(Exercise): Reproduce all the entries exactly.

***** Source information *****

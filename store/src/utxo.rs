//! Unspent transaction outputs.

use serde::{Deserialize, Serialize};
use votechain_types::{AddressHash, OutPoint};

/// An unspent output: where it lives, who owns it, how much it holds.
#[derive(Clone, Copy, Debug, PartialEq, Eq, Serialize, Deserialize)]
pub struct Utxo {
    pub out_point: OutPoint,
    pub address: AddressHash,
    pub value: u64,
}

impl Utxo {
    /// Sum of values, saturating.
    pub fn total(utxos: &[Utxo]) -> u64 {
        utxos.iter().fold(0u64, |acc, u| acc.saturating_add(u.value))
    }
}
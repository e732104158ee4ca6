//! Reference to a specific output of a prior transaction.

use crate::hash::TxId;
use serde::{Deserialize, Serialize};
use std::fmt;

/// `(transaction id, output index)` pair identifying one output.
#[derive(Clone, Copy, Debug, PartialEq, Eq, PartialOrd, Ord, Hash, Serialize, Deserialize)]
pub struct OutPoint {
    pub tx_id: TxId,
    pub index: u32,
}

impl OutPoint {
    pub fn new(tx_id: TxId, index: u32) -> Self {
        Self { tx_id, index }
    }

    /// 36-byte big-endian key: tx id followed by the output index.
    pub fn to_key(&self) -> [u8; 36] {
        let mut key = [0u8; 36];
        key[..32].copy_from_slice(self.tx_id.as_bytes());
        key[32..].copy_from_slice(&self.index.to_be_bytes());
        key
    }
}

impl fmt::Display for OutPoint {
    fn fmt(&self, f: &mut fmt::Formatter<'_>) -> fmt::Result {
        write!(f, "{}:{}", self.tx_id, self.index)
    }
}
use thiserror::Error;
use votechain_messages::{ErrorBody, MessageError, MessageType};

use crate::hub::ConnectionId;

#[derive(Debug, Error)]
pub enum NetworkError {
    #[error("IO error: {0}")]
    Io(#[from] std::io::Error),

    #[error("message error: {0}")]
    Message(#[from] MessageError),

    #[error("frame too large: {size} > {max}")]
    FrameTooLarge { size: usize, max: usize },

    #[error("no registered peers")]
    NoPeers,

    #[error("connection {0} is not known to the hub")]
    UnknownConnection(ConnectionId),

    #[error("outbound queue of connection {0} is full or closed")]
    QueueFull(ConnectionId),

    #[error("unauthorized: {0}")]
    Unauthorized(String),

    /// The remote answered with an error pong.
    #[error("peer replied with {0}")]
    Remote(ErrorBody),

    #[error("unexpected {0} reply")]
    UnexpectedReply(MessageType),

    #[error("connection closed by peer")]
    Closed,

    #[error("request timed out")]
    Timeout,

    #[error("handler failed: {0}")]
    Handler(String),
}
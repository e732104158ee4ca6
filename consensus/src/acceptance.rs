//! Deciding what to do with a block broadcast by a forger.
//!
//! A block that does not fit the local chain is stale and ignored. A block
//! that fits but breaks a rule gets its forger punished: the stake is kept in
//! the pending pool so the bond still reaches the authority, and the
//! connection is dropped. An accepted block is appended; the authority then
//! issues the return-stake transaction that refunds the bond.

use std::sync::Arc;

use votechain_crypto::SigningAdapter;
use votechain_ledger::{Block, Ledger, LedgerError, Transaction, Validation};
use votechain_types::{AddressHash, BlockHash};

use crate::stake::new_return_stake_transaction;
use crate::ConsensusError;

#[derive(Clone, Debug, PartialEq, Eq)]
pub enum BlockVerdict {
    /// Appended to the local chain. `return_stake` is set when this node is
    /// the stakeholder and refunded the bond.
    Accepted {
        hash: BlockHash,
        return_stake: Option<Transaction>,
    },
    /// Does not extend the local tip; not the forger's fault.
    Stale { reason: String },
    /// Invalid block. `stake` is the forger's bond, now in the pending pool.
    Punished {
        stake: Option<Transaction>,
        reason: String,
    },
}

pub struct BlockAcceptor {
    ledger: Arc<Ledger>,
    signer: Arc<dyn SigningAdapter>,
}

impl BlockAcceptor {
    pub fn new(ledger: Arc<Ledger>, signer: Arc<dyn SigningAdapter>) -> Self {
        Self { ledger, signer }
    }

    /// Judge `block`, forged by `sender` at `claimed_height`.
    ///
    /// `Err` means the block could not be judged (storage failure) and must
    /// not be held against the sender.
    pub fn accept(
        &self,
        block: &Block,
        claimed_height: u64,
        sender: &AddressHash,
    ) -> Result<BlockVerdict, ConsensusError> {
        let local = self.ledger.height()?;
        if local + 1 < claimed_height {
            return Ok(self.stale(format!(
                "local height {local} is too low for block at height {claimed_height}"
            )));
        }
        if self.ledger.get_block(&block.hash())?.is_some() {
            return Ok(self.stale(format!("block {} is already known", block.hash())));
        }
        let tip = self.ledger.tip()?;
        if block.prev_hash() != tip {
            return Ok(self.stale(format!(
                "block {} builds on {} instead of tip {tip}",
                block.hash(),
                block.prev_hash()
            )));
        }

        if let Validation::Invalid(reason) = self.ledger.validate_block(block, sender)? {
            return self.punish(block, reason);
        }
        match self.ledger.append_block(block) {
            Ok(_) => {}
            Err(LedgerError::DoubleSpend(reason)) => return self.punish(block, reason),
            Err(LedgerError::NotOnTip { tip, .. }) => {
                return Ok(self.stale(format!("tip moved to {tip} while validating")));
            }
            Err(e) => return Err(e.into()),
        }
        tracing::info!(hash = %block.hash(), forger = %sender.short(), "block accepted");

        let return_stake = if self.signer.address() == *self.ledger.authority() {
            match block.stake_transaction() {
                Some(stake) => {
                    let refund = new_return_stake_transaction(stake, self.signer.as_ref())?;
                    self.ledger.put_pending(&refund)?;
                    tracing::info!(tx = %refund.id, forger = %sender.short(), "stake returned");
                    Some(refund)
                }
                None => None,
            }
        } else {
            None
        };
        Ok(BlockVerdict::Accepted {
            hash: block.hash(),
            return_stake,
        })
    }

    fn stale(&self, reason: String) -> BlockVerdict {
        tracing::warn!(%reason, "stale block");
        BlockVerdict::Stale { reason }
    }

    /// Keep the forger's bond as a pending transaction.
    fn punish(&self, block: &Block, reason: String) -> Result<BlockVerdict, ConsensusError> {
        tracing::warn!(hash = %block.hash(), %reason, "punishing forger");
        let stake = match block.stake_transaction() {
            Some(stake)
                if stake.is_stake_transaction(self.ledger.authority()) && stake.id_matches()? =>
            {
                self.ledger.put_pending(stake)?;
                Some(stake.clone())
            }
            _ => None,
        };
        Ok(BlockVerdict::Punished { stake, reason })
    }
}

*****

(Task output):
filename store/src/utxo.rs
//! Unspent transaction outputs.

use serde::{Deserialize, Serialize};
use votechain_types::{AddressHash, OutPoint};

/// An unspent output: where it lives, who owns it, how much it holds.
#[derive(Clone, Copy, Debug, PartialEq, Eq, Serialize, Deserialize)]
pub struct Utxo {
    pub out_point: OutPoint,
    pub address: AddressHash,
    pub value: u64,
}

impl Utxo {
    /// Sum of values, saturating.
    pub fn total(utxos: &[Utxo]) -> u64 {
        utxos.iter().fold(0u64, |acc, u| acc.saturating_add(u.value))
    }
}
repository e732104158ee4ca6
//! Reference to a specific output of a prior transaction.

use crate::hash::TxId;
use serde::{Deserialize, Serialize};
use std::fmt;

/// `(transaction id, output index)` pair identifying one output.
#[derive(Clone, Copy, Debug, PartialEq, Eq, PartialOrd, Ord, Hash, Serialize, Deserialize)]
pub struct OutPoint {
    pub tx_id: TxId,
    pub index: u32,
}

impl OutPoint {
    pub fn new(tx_id: TxId, index: u32) -> Self {
        Self { tx_id, index }
    }

    /// 36-byte big-endian key: tx id followed by the output index.
    pub fn to_key(&self) -> [u8; 36] {
        let mut key = [0u8; 36];
        key[..32].copy_from_slice(self.tx_id.as_bytes());
        key[32..].copy_from_slice(&self.index.to_be_bytes());
        key
    }
}

impl fmt::Display for OutPoint {
    fn fmt(&self, f: &mut fmt::Formatter<'_>) -> fmt::Result {
        write!(f, "{}:{}", self.tx_id, self.index)
    }
}
use thiserror::Error;
use votechain_messages::{ErrorBody, MessageError, MessageType};

use crate::hub::ConnectionId;

#[derive(Debug, Error)]
pub enum NetworkError {
    #[error("IO error: {0}")]
    Io(#[from] std::io::Error),

    #[error("message error: {0}")]
    Message(#[from] MessageError),

    #[error("frame too large: {size} > {max}")]
    FrameTooLarge { size: usize, max: usize },

    #[error("no registered peers")]
    NoPeers,

    #[error("connection {0} is not known to the hub")]
    UnknownConnection(ConnectionId),

    #[error("outbound queue of connection {0} is full or closed")]
    QueueFull(ConnectionId),

    #[error("unauthorized: {0}")]
    Unauthorized(String),

    /// The remote answered with an error pong.
    #[error("peer replied with {0}")]
    Remote(ErrorBody),

    #[error("unexpected {0} reply")]
    UnexpectedReply(MessageType),

    #[error("connection closed by peer")]
    Closed,

    #[error("request timed out")]
    Timeout,

    #[error("handler failed: {0}")]
    Handler(String),
}
repository e732104158ee4ca6
filename consensus/src/acceptance.rs
//! Deciding what to do with a block broadcast by a forger.
//!
//! A block that does not fit the local chain is stale and ignored. A block
//! that fits but breaks a rule gets its forger punished: the stake is kept in
//! the pending pool so the bond still reaches the authority, and the
//! connection is dropped. An accepted block is appended; the authority then
//! issues the return-stake transaction that refunds the bond.

use std::sync::Arc;

use votechain_crypto::SigningAdapter;
use votechain_ledger::{Block, Ledger, LedgerError, Transaction, Validation};
use votechain_types::{AddressHash, BlockHash};

use crate::stake::new_return_stake_transaction;
use crate::ConsensusError;

#[derive(Clone, Debug, PartialEq, Eq)]
pub enum BlockVerdict {
    /// Appended to the local chain. `return_stake` is set when this node is
    /// the stakeholder and refunded the bond.
    Accepted {
        hash: BlockHash,
        return_stake: Option<Transaction>,
    },
    /// Does not extend the local tip; not the forger's fault.
    Stale { reason: String },
    /// Invalid block. `stake` is the forger's bond, now in the pending pool.
    Punished {
        stake: Option<Transaction>,
        reason: String,
    },
}

pub struct BlockAcceptor {
    ledger: Arc<Ledger>,
    signer: Arc<dyn SigningAdapter>,
}

impl BlockAcceptor {
    pub fn new(ledger: Arc<Ledger>, signer: Arc<dyn SigningAdapter>) -> Self {
        Self { ledger, signer }
    }

    /// Judge `block`, forged by `sender` at `claimed_height`.
    ///
    /// `Err` means the block could not be judged (storage failure) and must
    /// not be held against the sender.
    pub fn accept(
        &self,
        block: &Block,
        claimed_height: u64,
        sender: &AddressHash,
    ) -> Result<BlockVerdict, ConsensusError> {
        let local = self.ledger.height()?;
        if local + 1 < claimed_height {
            return Ok(self.stale(format!(
                "local height {local} is too low for block at height {claimed_height}"
            )));
        }
        if self.ledger.get_block(&block.hash())?.is_some() {
            return Ok(self.stale(format!("block {} is already known", block.hash())));
        }
        let tip = self.ledger.tip()?;
        if block.prev_hash() != tip {
            return Ok(self.stale(format!(
                "block {} builds on {} instead of tip {tip}",
                block.hash(),
                block.prev_hash()
            )));
        }

        if let Validation::Invalid(reason) = self.ledger.validate_block(block, sender)? {
            return self.punish(block, reason);
        }
        match self.ledger.append_block(block) {
            Ok(_) => {}
            Err(LedgerError::DoubleSpend(reason)) => return self.punish(block, reason),
            Err(LedgerError::NotOnTip { tip, .. }) => {
                return Ok(self.stale(format!("tip moved to {tip} while validating")));
            }
            Err(e) => return Err(e.into()),
        }
        tracing::info!(hash = %block.hash(), forger = %sender.short(), "block accepted");

        let return_stake = if self.signer.address() == *self.ledger.authority() {
            match block.stake_transaction() {
                Some(stake) => {
                    let refund = new_return_stake_transaction(stake, self.signer.as_ref())?;
                    self.ledger.put_pending(&refund)?;
                    tracing::info!(tx = %refund.id, forger = %sender.short(), "stake returned");
                    Some(refund)
                }
                None => None,
            }
        } else {
            None
        };
        Ok(BlockVerdict::Accepted {
            hash: block.hash(),
            return_stake,
        })
    }

    fn stale(&self, reason: String) -> BlockVerdict {
        tracing::warn!(%reason, "stale block");
        BlockVerdict::Stale { reason }
    }

    /// Keep the forger's bond as a pending transaction.
    fn punish(&self, block: &Block, reason: String) -> Result<BlockVerdict, ConsensusError> {
        tracing::warn!(hash = %block.hash(), %reason, "punishing forger");
        let stake = match block.stake_transaction() {
            Some(stake)
                if stake.is_stake_transaction(self.ledger.authority()) && stake.id_matches()? =>
            {
                self.ledger.put_pending(stake)?;
                Some(stake.clone())
            }
            _ => None,
        };
        Ok(BlockVerdict::Punished { stake, reason })
    }
}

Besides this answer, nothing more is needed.